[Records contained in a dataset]
§ §
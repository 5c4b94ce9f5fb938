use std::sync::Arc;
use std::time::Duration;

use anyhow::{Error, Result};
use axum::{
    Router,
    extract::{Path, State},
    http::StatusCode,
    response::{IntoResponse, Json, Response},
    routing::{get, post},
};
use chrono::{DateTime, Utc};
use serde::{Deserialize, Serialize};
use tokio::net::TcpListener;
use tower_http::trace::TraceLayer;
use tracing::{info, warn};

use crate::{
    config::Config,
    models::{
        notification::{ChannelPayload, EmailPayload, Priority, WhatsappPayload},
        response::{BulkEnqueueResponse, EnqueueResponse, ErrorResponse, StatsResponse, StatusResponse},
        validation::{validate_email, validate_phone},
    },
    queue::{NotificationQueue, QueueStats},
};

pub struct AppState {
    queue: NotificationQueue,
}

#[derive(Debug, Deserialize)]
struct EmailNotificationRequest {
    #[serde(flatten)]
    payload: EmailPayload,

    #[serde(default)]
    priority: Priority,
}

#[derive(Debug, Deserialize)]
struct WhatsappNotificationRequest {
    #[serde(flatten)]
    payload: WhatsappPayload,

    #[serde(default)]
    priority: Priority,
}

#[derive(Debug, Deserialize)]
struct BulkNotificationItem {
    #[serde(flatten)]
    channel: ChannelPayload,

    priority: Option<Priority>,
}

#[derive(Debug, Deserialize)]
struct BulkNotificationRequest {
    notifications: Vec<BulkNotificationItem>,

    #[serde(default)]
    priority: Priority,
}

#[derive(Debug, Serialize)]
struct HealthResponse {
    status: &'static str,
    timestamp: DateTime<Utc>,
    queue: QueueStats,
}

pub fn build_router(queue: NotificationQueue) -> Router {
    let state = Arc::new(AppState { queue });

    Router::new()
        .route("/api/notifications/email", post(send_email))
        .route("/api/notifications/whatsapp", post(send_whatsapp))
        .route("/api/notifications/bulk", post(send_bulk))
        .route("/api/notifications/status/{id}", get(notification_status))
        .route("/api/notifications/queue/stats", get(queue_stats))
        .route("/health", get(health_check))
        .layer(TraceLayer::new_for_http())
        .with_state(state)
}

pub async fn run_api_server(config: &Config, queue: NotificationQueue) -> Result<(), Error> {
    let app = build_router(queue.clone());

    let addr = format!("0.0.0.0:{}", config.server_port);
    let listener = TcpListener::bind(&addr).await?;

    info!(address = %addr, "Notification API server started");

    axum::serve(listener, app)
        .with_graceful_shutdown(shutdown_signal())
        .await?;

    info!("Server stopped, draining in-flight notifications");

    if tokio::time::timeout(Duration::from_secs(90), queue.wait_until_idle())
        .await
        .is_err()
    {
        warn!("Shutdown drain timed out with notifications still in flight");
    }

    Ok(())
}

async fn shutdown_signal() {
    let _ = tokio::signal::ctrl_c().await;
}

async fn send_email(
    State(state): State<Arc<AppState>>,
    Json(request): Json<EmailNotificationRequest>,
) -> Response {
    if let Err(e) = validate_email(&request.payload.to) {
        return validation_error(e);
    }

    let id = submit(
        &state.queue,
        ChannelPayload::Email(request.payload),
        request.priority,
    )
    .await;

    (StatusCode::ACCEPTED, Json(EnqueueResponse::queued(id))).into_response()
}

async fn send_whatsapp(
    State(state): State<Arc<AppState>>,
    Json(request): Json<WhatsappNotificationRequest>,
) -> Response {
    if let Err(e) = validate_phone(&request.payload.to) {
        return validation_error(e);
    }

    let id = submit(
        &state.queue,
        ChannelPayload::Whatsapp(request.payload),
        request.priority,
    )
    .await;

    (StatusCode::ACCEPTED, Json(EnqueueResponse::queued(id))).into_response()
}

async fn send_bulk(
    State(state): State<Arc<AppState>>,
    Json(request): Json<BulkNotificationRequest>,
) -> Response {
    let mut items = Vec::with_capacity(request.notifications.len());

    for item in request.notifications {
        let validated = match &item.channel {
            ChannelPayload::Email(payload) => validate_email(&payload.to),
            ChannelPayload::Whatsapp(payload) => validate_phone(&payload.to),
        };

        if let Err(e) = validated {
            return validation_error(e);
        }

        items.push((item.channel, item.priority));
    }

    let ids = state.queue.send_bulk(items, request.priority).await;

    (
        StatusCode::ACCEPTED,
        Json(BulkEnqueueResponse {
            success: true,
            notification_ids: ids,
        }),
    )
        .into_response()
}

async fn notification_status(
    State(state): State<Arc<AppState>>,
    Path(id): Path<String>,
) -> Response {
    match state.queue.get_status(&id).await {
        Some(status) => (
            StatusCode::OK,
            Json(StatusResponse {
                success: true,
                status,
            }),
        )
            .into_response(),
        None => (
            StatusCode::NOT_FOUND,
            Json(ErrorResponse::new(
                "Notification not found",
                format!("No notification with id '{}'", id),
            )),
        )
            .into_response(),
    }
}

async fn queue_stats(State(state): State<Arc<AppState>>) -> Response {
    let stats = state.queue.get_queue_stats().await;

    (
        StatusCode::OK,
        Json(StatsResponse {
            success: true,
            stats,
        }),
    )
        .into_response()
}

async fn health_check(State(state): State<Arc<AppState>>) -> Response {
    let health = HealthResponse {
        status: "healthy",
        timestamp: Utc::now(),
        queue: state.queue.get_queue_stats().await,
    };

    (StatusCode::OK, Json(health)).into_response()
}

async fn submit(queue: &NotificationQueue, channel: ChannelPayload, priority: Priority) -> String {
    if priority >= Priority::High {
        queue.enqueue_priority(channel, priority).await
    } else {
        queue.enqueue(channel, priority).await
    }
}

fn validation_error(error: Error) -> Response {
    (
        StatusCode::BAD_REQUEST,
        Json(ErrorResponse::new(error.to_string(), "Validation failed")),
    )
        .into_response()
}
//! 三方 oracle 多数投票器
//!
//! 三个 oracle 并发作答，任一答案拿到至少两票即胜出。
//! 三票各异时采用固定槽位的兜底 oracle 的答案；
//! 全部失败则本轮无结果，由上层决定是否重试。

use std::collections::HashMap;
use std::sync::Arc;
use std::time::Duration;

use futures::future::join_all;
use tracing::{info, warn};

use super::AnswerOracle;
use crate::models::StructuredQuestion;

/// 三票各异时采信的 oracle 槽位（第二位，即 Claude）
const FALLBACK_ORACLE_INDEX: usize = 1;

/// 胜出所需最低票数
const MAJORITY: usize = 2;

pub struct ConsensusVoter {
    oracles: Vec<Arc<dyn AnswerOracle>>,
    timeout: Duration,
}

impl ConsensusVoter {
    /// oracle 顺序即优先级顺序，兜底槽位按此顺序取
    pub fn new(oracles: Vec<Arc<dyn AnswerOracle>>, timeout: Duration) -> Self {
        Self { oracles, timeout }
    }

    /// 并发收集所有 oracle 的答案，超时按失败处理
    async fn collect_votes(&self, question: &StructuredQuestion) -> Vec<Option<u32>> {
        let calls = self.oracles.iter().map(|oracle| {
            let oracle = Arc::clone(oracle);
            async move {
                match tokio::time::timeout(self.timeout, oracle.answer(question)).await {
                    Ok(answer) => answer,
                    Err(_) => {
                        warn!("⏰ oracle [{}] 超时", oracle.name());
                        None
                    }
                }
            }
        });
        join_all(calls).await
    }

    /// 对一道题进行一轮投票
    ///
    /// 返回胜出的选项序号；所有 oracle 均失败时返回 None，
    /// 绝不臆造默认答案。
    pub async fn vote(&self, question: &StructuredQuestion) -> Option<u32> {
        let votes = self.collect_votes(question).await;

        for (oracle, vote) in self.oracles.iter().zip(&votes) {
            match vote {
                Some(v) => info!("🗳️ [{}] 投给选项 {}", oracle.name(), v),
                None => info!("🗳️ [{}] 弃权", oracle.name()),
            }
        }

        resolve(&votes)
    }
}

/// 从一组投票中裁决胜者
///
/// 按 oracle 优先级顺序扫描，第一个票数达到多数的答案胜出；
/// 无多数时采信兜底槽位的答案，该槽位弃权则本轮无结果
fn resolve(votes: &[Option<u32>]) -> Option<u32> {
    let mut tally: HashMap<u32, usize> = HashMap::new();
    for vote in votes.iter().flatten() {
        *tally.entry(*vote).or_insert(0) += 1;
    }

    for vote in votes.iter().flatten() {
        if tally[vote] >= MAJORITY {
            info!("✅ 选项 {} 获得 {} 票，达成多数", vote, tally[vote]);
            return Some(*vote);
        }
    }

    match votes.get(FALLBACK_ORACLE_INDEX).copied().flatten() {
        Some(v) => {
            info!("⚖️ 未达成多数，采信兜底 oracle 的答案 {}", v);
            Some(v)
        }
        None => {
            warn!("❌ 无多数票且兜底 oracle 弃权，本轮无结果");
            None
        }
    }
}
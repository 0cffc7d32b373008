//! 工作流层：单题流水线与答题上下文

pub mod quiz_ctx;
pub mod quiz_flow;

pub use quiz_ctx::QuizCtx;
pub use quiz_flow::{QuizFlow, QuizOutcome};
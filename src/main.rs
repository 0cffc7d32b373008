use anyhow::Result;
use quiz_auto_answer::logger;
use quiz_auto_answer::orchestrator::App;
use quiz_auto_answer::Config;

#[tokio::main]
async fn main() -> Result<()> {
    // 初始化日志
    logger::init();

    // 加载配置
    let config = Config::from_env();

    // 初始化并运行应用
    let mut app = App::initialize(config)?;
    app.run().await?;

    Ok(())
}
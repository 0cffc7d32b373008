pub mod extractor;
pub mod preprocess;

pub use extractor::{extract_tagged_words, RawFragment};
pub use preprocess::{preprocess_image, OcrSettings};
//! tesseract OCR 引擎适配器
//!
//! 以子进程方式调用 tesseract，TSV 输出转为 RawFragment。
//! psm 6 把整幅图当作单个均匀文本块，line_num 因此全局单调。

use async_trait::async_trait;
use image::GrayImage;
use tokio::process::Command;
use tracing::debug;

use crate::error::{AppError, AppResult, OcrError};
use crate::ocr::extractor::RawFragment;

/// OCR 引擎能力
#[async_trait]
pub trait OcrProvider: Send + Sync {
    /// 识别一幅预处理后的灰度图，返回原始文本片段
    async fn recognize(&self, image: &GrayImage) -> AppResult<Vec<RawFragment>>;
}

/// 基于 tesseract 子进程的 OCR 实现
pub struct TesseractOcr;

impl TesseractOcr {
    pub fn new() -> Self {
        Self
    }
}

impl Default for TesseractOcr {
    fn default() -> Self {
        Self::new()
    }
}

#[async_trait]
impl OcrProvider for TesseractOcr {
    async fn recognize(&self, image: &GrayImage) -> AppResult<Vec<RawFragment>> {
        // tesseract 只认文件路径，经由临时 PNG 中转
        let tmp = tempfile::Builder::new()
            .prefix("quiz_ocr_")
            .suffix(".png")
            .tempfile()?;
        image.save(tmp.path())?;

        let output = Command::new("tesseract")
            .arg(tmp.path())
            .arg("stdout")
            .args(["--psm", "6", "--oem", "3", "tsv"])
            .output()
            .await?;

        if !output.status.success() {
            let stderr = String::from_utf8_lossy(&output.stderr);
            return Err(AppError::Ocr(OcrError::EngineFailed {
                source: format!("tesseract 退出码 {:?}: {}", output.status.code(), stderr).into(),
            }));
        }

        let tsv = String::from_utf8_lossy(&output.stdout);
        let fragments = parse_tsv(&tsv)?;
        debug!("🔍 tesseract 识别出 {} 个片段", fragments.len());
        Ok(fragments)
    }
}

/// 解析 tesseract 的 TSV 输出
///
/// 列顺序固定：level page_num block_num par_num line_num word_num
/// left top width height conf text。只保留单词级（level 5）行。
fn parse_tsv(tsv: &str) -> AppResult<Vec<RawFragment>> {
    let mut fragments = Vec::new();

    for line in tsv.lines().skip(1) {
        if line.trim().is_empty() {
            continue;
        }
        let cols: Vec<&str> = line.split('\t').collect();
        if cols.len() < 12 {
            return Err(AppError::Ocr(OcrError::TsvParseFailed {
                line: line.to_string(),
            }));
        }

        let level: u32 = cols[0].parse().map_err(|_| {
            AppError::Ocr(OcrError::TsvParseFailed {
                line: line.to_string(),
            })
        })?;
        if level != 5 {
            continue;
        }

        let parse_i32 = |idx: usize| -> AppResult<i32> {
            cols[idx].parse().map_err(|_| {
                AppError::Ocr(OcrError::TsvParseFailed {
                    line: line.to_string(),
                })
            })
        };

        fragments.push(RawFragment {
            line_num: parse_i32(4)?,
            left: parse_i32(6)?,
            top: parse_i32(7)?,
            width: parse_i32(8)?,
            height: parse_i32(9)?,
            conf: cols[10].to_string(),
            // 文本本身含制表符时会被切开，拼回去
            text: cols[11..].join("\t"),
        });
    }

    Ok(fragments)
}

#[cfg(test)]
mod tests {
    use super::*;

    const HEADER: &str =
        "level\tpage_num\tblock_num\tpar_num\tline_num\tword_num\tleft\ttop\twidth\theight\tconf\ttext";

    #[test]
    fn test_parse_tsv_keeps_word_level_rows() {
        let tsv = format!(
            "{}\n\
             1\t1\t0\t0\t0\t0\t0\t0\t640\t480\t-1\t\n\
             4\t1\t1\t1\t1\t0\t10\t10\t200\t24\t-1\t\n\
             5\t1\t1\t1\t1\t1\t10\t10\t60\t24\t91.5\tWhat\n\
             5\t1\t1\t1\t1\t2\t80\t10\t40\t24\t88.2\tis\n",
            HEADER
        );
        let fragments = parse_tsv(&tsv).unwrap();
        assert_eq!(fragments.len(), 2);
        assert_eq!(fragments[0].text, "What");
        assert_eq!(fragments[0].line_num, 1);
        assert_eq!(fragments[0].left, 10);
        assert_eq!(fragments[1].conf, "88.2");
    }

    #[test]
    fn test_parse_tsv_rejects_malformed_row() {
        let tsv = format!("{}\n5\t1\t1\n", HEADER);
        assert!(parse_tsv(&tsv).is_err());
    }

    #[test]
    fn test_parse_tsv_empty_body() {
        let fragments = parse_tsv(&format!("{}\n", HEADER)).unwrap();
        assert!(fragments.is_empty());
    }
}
§ §
Lines from the entries that contain the string "info" must be found and copied.

**RESPONSE FOR THIS EXERCISE:**
use tracing::{info, warn};
    info!(address = %addr, "Notification API server started");
    info!("Server stopped, draining in-flight notifications");
use tracing::{info, warn};
                Some(v) => info!("🗳️ [{}] 投给选项 {}", oracle.name(), v),
                None => info!("🗳️ [{}] 弃权", oracle.name()),
            info!("✅ 选项 {} 获得 {} 票，达成多数", vote, tally[vote]);
            info!("⚖️ 未达成多数，采信兜底 oracle 的答案 {}", v);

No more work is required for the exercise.